→ **Assigned task**: From the entries below, output the line with "use shield_core::element::decode_elements;" and each following line up to and including the line with "let second = write_recording(root.path(), &config).unwrap();", exactly as written.

→ **Dataset content**:
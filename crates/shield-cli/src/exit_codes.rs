pub const SUCCESS: i32 = 0;
pub const FAILURE: i32 = 1;
/// The recording directory holds no sample file
pub const NO_SAMPLE_FILE: i32 = 2;
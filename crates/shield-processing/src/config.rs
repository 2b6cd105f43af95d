//! Configuration for the shielding pipeline

use serde::{Deserialize, Serialize};
use shield_core::{ShieldError, ShieldResult};
use std::path::Path;

/// Conditioning parameters.
///
/// Fields missing from a JSON document take their defaults; `"notch_hz":
/// null` turns the notch stage off.
#[derive(Debug, Clone, PartialEq, Serialize, Deserialize)]
#[serde(default)]
pub struct ShieldingConfig {
    /// Lower band-pass edge (Hz)
    pub band_low_hz: f64,
    /// Upper band-pass edge (Hz)
    pub band_high_hz: f64,
    /// Butterworth prototype order
    pub filter_order: usize,
    /// Mains frequency to reject, if any
    pub notch_hz: Option<f64>,
    /// Notch quality factor
    pub notch_quality: f64,
    /// Absolute z-score above which a sample row is an artifact
    pub z_threshold: f64,
}

impl Default for ShieldingConfig {
    fn default() -> Self {
        Self {
            band_low_hz: 1.0,
            band_high_hz: 40.0,
            filter_order: 4,
            notch_hz: Some(50.0),
            notch_quality: 30.0,
            z_threshold: 6.0,
        }
    }
}

impl ShieldingConfig {
    /// Band edges as a pair
    pub fn band(&self) -> (f64, f64) {
        (self.band_low_hz, self.band_high_hz)
    }

    /// Check that the configuration can be realised at sample rate `fs`
    pub fn validate(&self, fs: f64) -> ShieldResult<()> {
        if self.z_threshold.is_nan() || self.z_threshold < 0.0 {
            return Err(ShieldError::InvalidConfig {
                reason: format!("z threshold must be non-negative, got {}", self.z_threshold),
            });
        }
        crate::filters::butterworth_bandpass(self.band_low_hz, self.band_high_hz, fs, self.filter_order)?;
        if let Some(notch_hz) = self.notch_hz {
            crate::filters::iir_notch(notch_hz, self.notch_quality, fs)?;
        }
        Ok(())
    }

    /// Serialize configuration to JSON
    pub fn to_json(&self) -> ShieldResult<String> {
        serde_json::to_string_pretty(self).map_err(|e| ShieldError::InvalidConfig {
            reason: format!("JSON serialization failed: {}", e),
        })
    }

    /// Load configuration from JSON
    pub fn from_json(json: &str) -> ShieldResult<Self> {
        serde_json::from_str(json).map_err(|e| ShieldError::InvalidConfig {
            reason: format!("JSON deserialization failed: {}", e),
        })
    }

    /// Load configuration from a JSON file
    pub fn from_file<P: AsRef<Path>>(path: P) -> ShieldResult<Self> {
        let path = path.as_ref();
        let json = std::fs::read_to_string(path).map_err(|e| match e.kind() {
            std::io::ErrorKind::NotFound => ShieldError::NotFound {
                path: path.to_path_buf(),
            },
            _ => ShieldError::Io(e),
        })?;
        Self::from_json(&json)
    }
}

#[cfg(test)]
mod tests {
    use super::*;
    use std::io::Write;

    #[test]
    fn test_defaults() {
        let config = ShieldingConfig::default();
        assert_eq!(config.band(), (1.0, 40.0));
        assert_eq!(config.filter_order, 4);
        assert_eq!(config.notch_hz, Some(50.0));
        assert_eq!(config.notch_quality, 30.0);
        assert_eq!(config.z_threshold, 6.0);
        assert!(config.validate(250.0).is_ok());
    }

    #[test]
    fn test_partial_json_takes_defaults() {
        let config = ShieldingConfig::from_json(r#"{"band_high_hz": 30.0, "notch_hz": null}"#).unwrap();
        assert_eq!(config.band(), (1.0, 30.0));
        assert_eq!(config.notch_hz, None);
        assert_eq!(config.z_threshold, 6.0);
    }

    #[test]
    fn test_json_round_trip() {
        let config = ShieldingConfig {
            notch_hz: Some(60.0),
            ..Default::default()
        };
        let json = config.to_json().unwrap();
        assert_eq!(ShieldingConfig::from_json(&json).unwrap(), config);
    }

    #[test]
    fn test_validation() {
        // 50 Hz notch is above nyquist at 80 Hz sampling; so is the 40 Hz edge
        let config = ShieldingConfig::default();
        assert!(matches!(
            config.validate(80.0),
            Err(ShieldError::InvalidFilterConfig { .. })
        ));

        let config = ShieldingConfig {
            band_high_hz: 30.0,
            ..Default::default()
        };
        assert!(config.validate(80.0).is_err());

        let config = ShieldingConfig {
            band_high_hz: 30.0,
            notch_hz: None,
            ..Default::default()
        };
        assert!(config.validate(80.0).is_ok());

        let config = ShieldingConfig {
            z_threshold: -1.0,
            ..Default::default()
        };
        assert!(matches!(
            config.validate(250.0),
            Err(ShieldError::InvalidConfig { .. })
        ));
    }

    #[test]
    fn test_from_file() {
        let mut file = tempfile::NamedTempFile::new().unwrap();
        write!(file, r#"{{"filter_order": 2}}"#).unwrap();
        let config = ShieldingConfig::from_file(file.path()).unwrap();
        assert_eq!(config.filter_order, 2);

        assert!(ShieldingConfig::from_file("/no/such/config.json")
            .unwrap_err()
            .is_not_found());
        assert!(ShieldingConfig::from_json("not json").is_err());
    }
}
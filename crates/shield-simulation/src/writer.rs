//! Writers for recording directories
//!
//! Output mirrors what a headset session leaves on disk: headerless
//! native-order sample and event files next to a small metadata file.

use crate::synthetic::{SyntheticConfig, SyntheticRecording};
use serde_json::json;
use shield_core::element::encode_elements;
use shield_core::{Element, SampleMatrix, ShieldResult};
use std::fs;
use std::path::{Path, PathBuf};
use tracing::debug;

/// Write a matrix as raw native-order elements, row-major. Returns the
/// number of bytes written.
pub fn write_raw<T: Element, P: AsRef<Path>>(path: P, matrix: &SampleMatrix<T>) -> ShieldResult<u64> {
    let bytes = encode_elements(matrix.as_flat());
    fs::write(path.as_ref(), bytes)?;
    Ok(bytes.len() as u64)
}

/// Write `eeg.inf` style JSON metadata
pub fn write_metadata<T: Element, P: AsRef<Path>>(
    path: P,
    sample_rate: f64,
    matrix: &SampleMatrix<T>,
) -> ShieldResult<()> {
    let doc = json!({
        "samplerate": sample_rate,
        "n_channels": matrix.channel_count(),
        "dtype": T::TYPE.name(),
    });
    fs::write(path.as_ref(), format!("{doc:#}"))?;
    Ok(())
}

/// Generate a recording from `config` and write it under
/// `root/recording/<n>`, where `n` is the first unused index. Returns the
/// recording directory.
pub fn write_recording<P: AsRef<Path>>(root: P, config: &SyntheticConfig) -> ShieldResult<PathBuf> {
    let base = root.as_ref().join("recording");
    fs::create_dir_all(&base)?;

    let mut index = 0u32;
    let dir = loop {
        let candidate = base.join(index.to_string());
        if !candidate.exists() {
            break candidate;
        }
        index += 1;
    };
    fs::create_dir_all(&dir)?;

    let mut sim = SyntheticRecording::new(config.clone())?;
    let matrix = sim.generate()?;

    let sample_bytes = write_raw(dir.join("eeg.raw"), &matrix)?;
    write_metadata(dir.join("eeg.inf"), config.sample_rate, &matrix)?;

    let markers = SampleMatrix::single_channel(sim.event_markers(1.0));
    write_raw(dir.join("event.raw"), &markers)?;

    debug!(
        path = %dir.display(),
        rows = matrix.rows(),
        channels = matrix.channel_count(),
        bytes = sample_bytes,
        "wrote synthetic recording"
    );
    Ok(dir)
}

#[cfg(test)]
mod tests {
    use super::*;
    use shield_core::element::decode_elements;
    use tempfile::tempdir;

    #[test]
    fn test_write_raw_native_order() {
        let dir = tempdir().unwrap();
        let matrix = SampleMatrix::from_flat(vec![1i16, -2, 3, -4], 2).unwrap();
        let path = dir.path().join("eeg.raw");

        assert_eq!(write_raw(&path, &matrix).unwrap(), 8);
        let decoded: Vec<i16> = decode_elements(&fs::read(&path).unwrap());
        assert_eq!(decoded, matrix.as_flat());
    }

    #[test]
    fn test_write_recording_layout() {
        let root = tempdir().unwrap();
        let config = SyntheticConfig {
            channel_count: 4,
            sample_count: 500,
            artifacts: Vec::new(),
            ..Default::default()
        };

        let first = write_recording(root.path(), &config).unwrap();
        let second = write_recording(root.path(), &config).unwrap();
        assert_eq!(first, root.path().join("recording").join("0"));
        assert_eq!(second, root.path().join("recording").join("1"));

        assert_eq!(fs::metadata(first.join("eeg.raw")).unwrap().len(), 500 * 4 * 4);
        assert_eq!(fs::metadata(first.join("event.raw")).unwrap().len(), 500 * 4);

        let meta: serde_json::Value =
            serde_json::from_str(&fs::read_to_string(first.join("eeg.inf")).unwrap()).unwrap();
        assert_eq!(meta["samplerate"], 250.0);
        assert_eq!(meta["n_channels"], 4);
        assert_eq!(meta["dtype"], "float32");
    }
}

→ **Task solution**:
    use shield_core::element::decode_elements;
    use tempfile::tempdir;

    #[test]
    fn test_write_raw_native_order() {
        let dir = tempdir().unwrap();
        let matrix = SampleMatrix::from_flat(vec![1i16, -2, 3, -4], 2).unwrap();
        let path = dir.path().join("eeg.raw");

        assert_eq!(write_raw(&path, &matrix).unwrap(), 8);
        let decoded: Vec<i16> = decode_elements(&fs::read(&path).unwrap());
        assert_eq!(decoded, matrix.as_flat());
    }

    #[test]
    fn test_write_recording_layout() {
        let root = tempdir().unwrap();
        let config = SyntheticConfig {
            channel_count: 4,
            sample_count: 500,
            artifacts: Vec::new(),
            ..Default::default()
        };

        let first = write_recording(root.path(), &config).unwrap();
        let second = write_recording(root.path(), &config).unwrap();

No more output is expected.